A standardized bronchoscopy procedure note within the EMR served as the primary source for data on specific elements of the procedure and operator-documented complications. Additional information on bronchoscopy findings, therapeutic interventions, and post-procedure physiologic changes were obtained from physician notes documented in the EM.These included descriptive observations of airway appearance, secretion characteristics, complications, and therapeutic maneuvers such as lavage, suctioning, and instillation of medications. Data on procedure-related adverse events, including oxygen desaturation, bleeding, hypotension, and airway trauma, were abstracted directly from operator documentation. The severity of bleeding was categorized using the Nashville Bleeding Scale. 19 When multiple sources contained duplicate or conflicting data, physician notes were considered the reference standard. Finally, physician notes were reviewed alongside respiratory therapist (RT) documentation to assess consistency and concordance in reporting procedure-related adverse events and physiologic changes.
Outcomes
The primary outcome was to describe the use and clinical characteristics of FB performed in the PICU, including patient demographics, procedural indications, and patterns of respiratory support at the time of bronchoscopy.

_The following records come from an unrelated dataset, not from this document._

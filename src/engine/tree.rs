//! Decision tree and forest representation.
//!
//! Trees are stored as flat node vectors with the root at index 0. Numeric
//! splits send a row left when `value < threshold`; categorical splits send a
//! row right when its category code is in the split's bit set. Missing values
//! (`NaN` for numeric features, code 0 for categorical ones) follow the
//! split's default direction, chosen at training time as the side that
//! received more rows.

use fixedbitset::FixedBitSet;
use serde::{Deserialize, Serialize};

/// The split test applied at an internal node.
#[derive(Debug, Clone, PartialEq, Serialize, Deserialize)]
pub enum SplitTest {
    /// Go left if `value < threshold`.
    Threshold(f32),
    /// Go right if the category code is in the set.
    Categories(FixedBitSet),
}

/// A tree node: either an internal split or a leaf.
#[derive(Debug, Clone, PartialEq, Serialize, Deserialize)]
pub enum Node {
    Split {
        /// Index into the serving feature layout.
        feature: u32,
        test: SplitTest,
        left: u32,
        right: u32,
        /// Direction for missing values.
        default_left: bool,
    },
    Leaf {
        /// Length is the forest's `n_groups`.
        distribution: Vec<f32>,
    },
}

/// A single decision tree.
#[derive(Debug, Clone, PartialEq, Serialize, Deserialize)]
pub struct Tree {
    nodes: Vec<Node>,
}

impl Tree {
    /// Wrap a node vector; the root is node 0.
    pub fn new(nodes: Vec<Node>) -> Self {
        Self { nodes }
    }

    /// All nodes, root first.
    pub fn nodes(&self) -> &[Node] {
        &self.nodes
    }

    /// Mutable node access, used by the trainer to patch leaf values.
    pub(crate) fn nodes_mut(&mut self) -> &mut [Node] {
        &mut self.nodes
    }

    /// Number of nodes.
    pub fn n_nodes(&self) -> usize {
        self.nodes.len()
    }

    /// Traverse to the leaf index for a row of feature values.
    ///
    /// `row[f]` holds the numeric value or the category code (as `f32`) of
    /// feature `f` in the serving layout.
    pub fn leaf_for(&self, row: &[f32]) -> usize {
        let mut idx = 0usize;
        loop {
            match &self.nodes[idx] {
                Node::Leaf { .. } => return idx,
                Node::Split {
                    feature,
                    test,
                    left,
                    right,
                    default_left,
                } => {
                    let value = row[*feature as usize];
                    let go_left = match test {
                        SplitTest::Threshold(threshold) => {
                            if value.is_nan() {
                                *default_left
                            } else {
                                value < *threshold
                            }
                        }
                        SplitTest::Categories(set) => {
                            let code = value as usize;
                            if value.is_nan() || code == 0 {
                                *default_left
                            } else {
                                !set.contains(code)
                            }
                        }
                    };
                    idx = if go_left { *left as usize } else { *right as usize };
                }
            }
        }
    }

    /// The leaf distribution reached by a row.
    pub fn distribution_for(&self, row: &[f32]) -> &[f32] {
        match &self.nodes[self.leaf_for(row)] {
            Node::Leaf { distribution } => distribution,
            // leaf_for only ever returns leaf indices
            Node::Split { .. } => unreachable!("leaf_for returned an internal node"),
        }
    }
}

/// How per-tree outputs are combined across the forest.
#[derive(Debug, Clone, Copy, PartialEq, Eq, Serialize, Deserialize)]
pub enum Combiner {
    /// Average of leaf distributions (random forest, CART).
    Average,
    /// Sum of leaf values on top of the base score (gradient boosting).
    Sum,
}

/// Transform applied to the combined output before scoring.
#[derive(Debug, Clone, Copy, PartialEq, Eq, Serialize, Deserialize)]
pub enum OutputTransform {
    /// Raw combined value.
    Identity,
    /// Sigmoid over a single margin (binary logistic boosting).
    Logistic,
}

/// A trained decision forest.
#[derive(Debug, Clone, PartialEq, Serialize, Deserialize)]
pub struct Forest {
    pub trees: Vec<Tree>,
    /// Output width of every leaf distribution.
    pub n_groups: usize,
    /// Starting point for combination, length `n_groups`.
    pub base_scores: Vec<f32>,
    pub combiner: Combiner,
    pub transform: OutputTransform,
}

impl Forest {
    /// Number of trees.
    pub fn n_trees(&self) -> usize {
        self.trees.len()
    }

    /// Combined (pre-transform) output for one row.
    pub fn raw_output(&self, row: &[f32]) -> Vec<f32> {
        let mut out = self.base_scores.clone();
        for tree in &self.trees {
            let dist = tree.distribution_for(row);
            for (acc, v) in out.iter_mut().zip(dist) {
                *acc += v;
            }
        }
        if self.combiner == Combiner::Average && !self.trees.is_empty() {
            let scale = 1.0 / self.trees.len() as f32;
            for acc in &mut out {
                *acc *= scale;
            }
        }
        out
    }
}

#[cfg(test)]
mod tests {
    use super::*;

    fn stump(threshold: f32) -> Tree {
        Tree::new(vec![
            Node::Split {
                feature: 0,
                test: SplitTest::Threshold(threshold),
                left: 1,
                right: 2,
                default_left: true,
            },
            Node::Leaf {
                distribution: vec![1.0, 0.0],
            },
            Node::Leaf {
                distribution: vec![0.0, 1.0],
            },
        ])
    }

    #[test]
    fn numeric_traversal() {
        let tree = stump(5.0);
        assert_eq!(tree.distribution_for(&[1.0]), &[1.0, 0.0]);
        assert_eq!(tree.distribution_for(&[9.0]), &[0.0, 1.0]);
        // Exactly at the threshold goes right.
        assert_eq!(tree.distribution_for(&[5.0]), &[0.0, 1.0]);
    }

    #[test]
    fn missing_numeric_follows_default() {
        let tree = stump(5.0);
        assert_eq!(tree.distribution_for(&[f32::NAN]), &[1.0, 0.0]);
    }

    #[test]
    fn categorical_traversal_and_sentinel() {
        // Codes {2, 3} go right; everything else (including the sentinel 0)
        // goes left because default_left is true.
        let mut set = FixedBitSet::with_capacity(4);
        set.insert(2);
        set.insert(3);
        let tree = Tree::new(vec![
            Node::Split {
                feature: 0,
                test: SplitTest::Categories(set),
                left: 1,
                right: 2,
                default_left: true,
            },
            Node::Leaf {
                distribution: vec![-1.0],
            },
            Node::Leaf {
                distribution: vec![1.0],
            },
        ]);

        assert_eq!(tree.distribution_for(&[1.0]), &[-1.0]);
        assert_eq!(tree.distribution_for(&[2.0]), &[1.0]);
        assert_eq!(tree.distribution_for(&[0.0]), &[-1.0]); // sentinel
    }

    #[test]
    fn forest_average_and_sum() {
        let forest = Forest {
            trees: vec![stump(5.0), stump(3.0)],
            n_groups: 2,
            base_scores: vec![0.0, 0.0],
            combiner: Combiner::Average,
            transform: OutputTransform::Identity,
        };
        // Row 4.0: tree one says class 0, tree two says class 1.
        assert_eq!(forest.raw_output(&[4.0]), vec![0.5, 0.5]);

        let forest = Forest {
            combiner: Combiner::Sum,
            base_scores: vec![1.0, 1.0],
            ..forest
        };
        assert_eq!(forest.raw_output(&[4.0]), vec![2.0, 2.0]);
    }
}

Secondary outcomes included procedural characteristics (such as timing from ICU admission, bronchoscope size, and indication), therapeutic interventions performed during bronchoscopy (eg, BAL, airway plug removal, Dornase alfa instillation), and the microbiological yield of bronchoscopic versus non-bronchoscopic lavage samples. Additional secondary outcomes included procedure-related adverse events, radiographic changes within 24 h post-procedure, and physiologic parameters recorded before and after bronchoscopy. Concordance between physician and RT documentation of adverse events was also evaluated.
Statistical Analysis
Demographic, clinical, and procedural characteristics, as well as primary and secondary outcomes, were summarized using frequencies and percentages for categorical variables, means and standard deviations (SD) for normally distributed continuous variables, or medians and interquartile ranges (IQR) for skewed distributions. Bronchoscopy findings, interventions, and complications were presented as proportions of total procedures. Concordance between paired data sources (eg, physician vs RT documentation) was assessed descriptively. Physiologic variables before and after bronchoscopy were analyzed using paired differences (Δ = post − pre) and reported as medians with IQRs. As per unit protocol, desaturation is defined as an SpO2 < 88%. To further characterize these events, we examined changes in SpO2, FiO2, and mean airway pressure (MAP) immediately before and after bronchoscopy for cases in which intra-procedural desaturation was documented. All analyses were performed using R software, version 4.1.0 (The R Foundation for Statistical Computing, Vienna, Austria). No imputation was applied for missing data.
Results
A total of 179 patients admitted to the PICU between January 2019, and December 2024 underwent 246 bronchoscopies. The median age at the time of bronchoscopy was 61 months (interquartile range [IQR] 17-172), and the median weight was 23.2 kg (IQR 12.9-66.8). The median ICU length of stay was 15 days (IQR 7-29). The most common underlying medical conditions were oncological disorders (21.3%), pneumonia (14.9%), respiratory system disease (14.9%), and lung transplant (13.8%). All patients were receiving invasive mechanical ventilation, and just over a quarter (26%) were supported with ECMO. The median fraction of inspired oxygen (FiO2) before bronchoscopy was 0.60 (IQR 0.40-1.00) (Table 1). Most patients underwent a single bronchoscopy (n = 136, 76%), while 31 (17%) had two, 6 (3%) had three, and the remaining 6 patients (3%) underwent four or more procedures during the study period.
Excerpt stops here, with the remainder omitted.